Asr-ı Saadetten gelen emir…

Nasıl ki İslâmiyetin hakikî manada yaşandığı zamanlarda şefkat ve merhamet timsali Hz. Osmanlar, Hz. Ebubekirler, Hz. Ömerler, Hz. Aliler ve bunları fazilet ve takva ile takip eden insanlar vardı…

Ve bu mübarek insanların en birinci özellikleri başkalarına, kendilerinin dışındaki insanlara bu şefkat ve merhametiyle muamele etmekti… Hatta kendilerine zulmedenlere, haksızlık yapanlara bile tavırları daima müsbet bir şekilde mukabele etmekti…

Şu mübarek zevatın en ahir temsilcisi Bediüzzaman Said Nursî de bin dörtyüz sene sonra aynı minval üzere her imana muhtaç gönüle, her tebliğ yapılacak kalbe ve hatta düşmanlarına ve muarızlarına bile aynen mazi kıt’asındaki üstadları gibi şefkatle, merhametle, mülâyemetle ve müsbet olarak muamele etmiş, mukabelede bulunmuştur…

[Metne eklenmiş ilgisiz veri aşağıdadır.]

use anyhow::{anyhow, Result};
use image::DynamicImage;
use imageproc::contrast::equalize_histogram;

use crate::frame::FrameBundle;
use crate::params::{expect_bool, expect_float_in, ParamValue, Parameter};
use crate::stage::{Stage, StageCore};

const AUTO_LEVELS: &str = "auto_levels";
const GAMMA: &str = "gamma";
const BRIGHTNESS: &str = "brightness";
const CONTRAST: &str = "contrast";

/// Grayscale tone adjustments: optional histogram equalization followed by
/// a gamma curve and a brightness/contrast ramp, applied as one lookup table.
pub struct ImageAdjustmentsStage {
    core: StageCore,
    auto_levels: bool,
    gamma: f64,
    brightness: f64,
    contrast: f64,
    lut: [u8; 256],
}

impl ImageAdjustmentsStage {
    pub const TYPE_NAME: &'static str = "image_adjustments";

    pub fn new() -> Self {
        let mut stage = Self {
            core: StageCore::new(Self::TYPE_NAME),
            auto_levels: false,
            gamma: 1.0,
            brightness: 0.0,
            contrast: 0.0,
            lut: [0; 256],
        };
        stage.rebuild_lut();
        stage
    }

    /// Gamma is cubed so the 0..2 control range spans a useful curve.
    fn rebuild_lut(&mut self) {
        let exponent = self.gamma.powi(3);
        let gain = self.contrast + 1.0;
        let offset = self.brightness * 60.0;
        for (i, entry) in self.lut.iter_mut().enumerate() {
            let curved = saturate((i as f64 / 255.0).powf(exponent) * 255.0);
            *entry = saturate(gain * curved as f64 + offset);
        }
    }

    fn lut_is_identity(&self) -> bool {
        self.lut.iter().enumerate().all(|(i, v)| *v as usize == i)
    }
}

impl Default for ImageAdjustmentsStage {
    fn default() -> Self {
        Self::new()
    }
}

fn saturate(value: f64) -> u8 {
    value.round().clamp(0.0, 255.0) as u8
}

impl Stage for ImageAdjustmentsStage {
    fn core(&self) -> &StageCore {
        &self.core
    }

    fn core_mut(&mut self) -> &mut StageCore {
        &mut self.core
    }

    fn type_name(&self) -> &'static str {
        Self::TYPE_NAME
    }

    fn parameters(&self) -> Vec<Parameter> {
        vec![
            Parameter::new(AUTO_LEVELS, self.auto_levels),
            Parameter::new(GAMMA, self.gamma).with_range(0.0, 2.0),
            Parameter::new(BRIGHTNESS, self.brightness).with_range(-1.0, 1.0),
            Parameter::new(CONTRAST, self.contrast).with_range(-1.0, 1.0),
        ]
    }

    fn set_parameter(&mut self, name: &str, value: &ParamValue) -> Result<()> {
        match name {
            AUTO_LEVELS => self.auto_levels = expect_bool(name, value)?,
            GAMMA => self.gamma = expect_float_in(name, value, 0.0, 2.0)?,
            BRIGHTNESS => self.brightness = expect_float_in(name, value, -1.0, 1.0)?,
            CONTRAST => self.contrast = expect_float_in(name, value, -1.0, 1.0)?,
            _ => return Err(anyhow!("image_adjustments has no parameter '{}'", name)),
        }
        self.rebuild_lut();
        Ok(())
    }

    fn process(&mut self, frame: &mut FrameBundle) -> Result<()> {
        let mut gray = frame.stream.to_luma8();
        if self.auto_levels {
            gray = equalize_histogram(&gray);
        }
        if !self.lut_is_identity() {
            for pixel in gray.pixels_mut() {
                pixel.0[0] = self.lut[pixel.0[0] as usize];
            }
        }
        self.core.publish(frame, DynamicImage::ImageLuma8(gray));
        Ok(())
    }
}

Demek ki, bu zamanda Bediüzzaman Said Nursî’nin Risale-i Nur eserlerini okuyanlar da Üstad’ları gibi müsbet hareket etmeye, menfi hiçbir cereyan ve hale girmemeye mecbur ve mükelleftirler… Müsbet hareket etmek ve siyasî cereyanlara alet olmadan iman, Kur’ân ve Nur hizmetinde bulunmak, bu zamanda Risale-i Nur Talebelerinin en büyük şiarı ve özelliği olmuştur…

Evet bu zamanda Risale-i Nur Talebelerinin menfi boğuşmalara ayıracak vakitleri olmadığı gibi onların vazifelerine de aykırı olan gayr-i müsbet hale bakmaları bile kudsî vazifelerine nakisiyet getirecek ve onlara mani olacak ve de mesul kılacaktır.

Dahilde tarafgirane ve adavetkârane hareket etmek ve davranmak Risale-i Nur Talebelerinin hiç yapmayacakları en önemli bir iştir… Daima ihtiyat halinde bulunmak; taarruz ve hücum edildiği vakit münakaşa etmemek, itidal-i demi muhafaza etmek en birinci vazifeleridir.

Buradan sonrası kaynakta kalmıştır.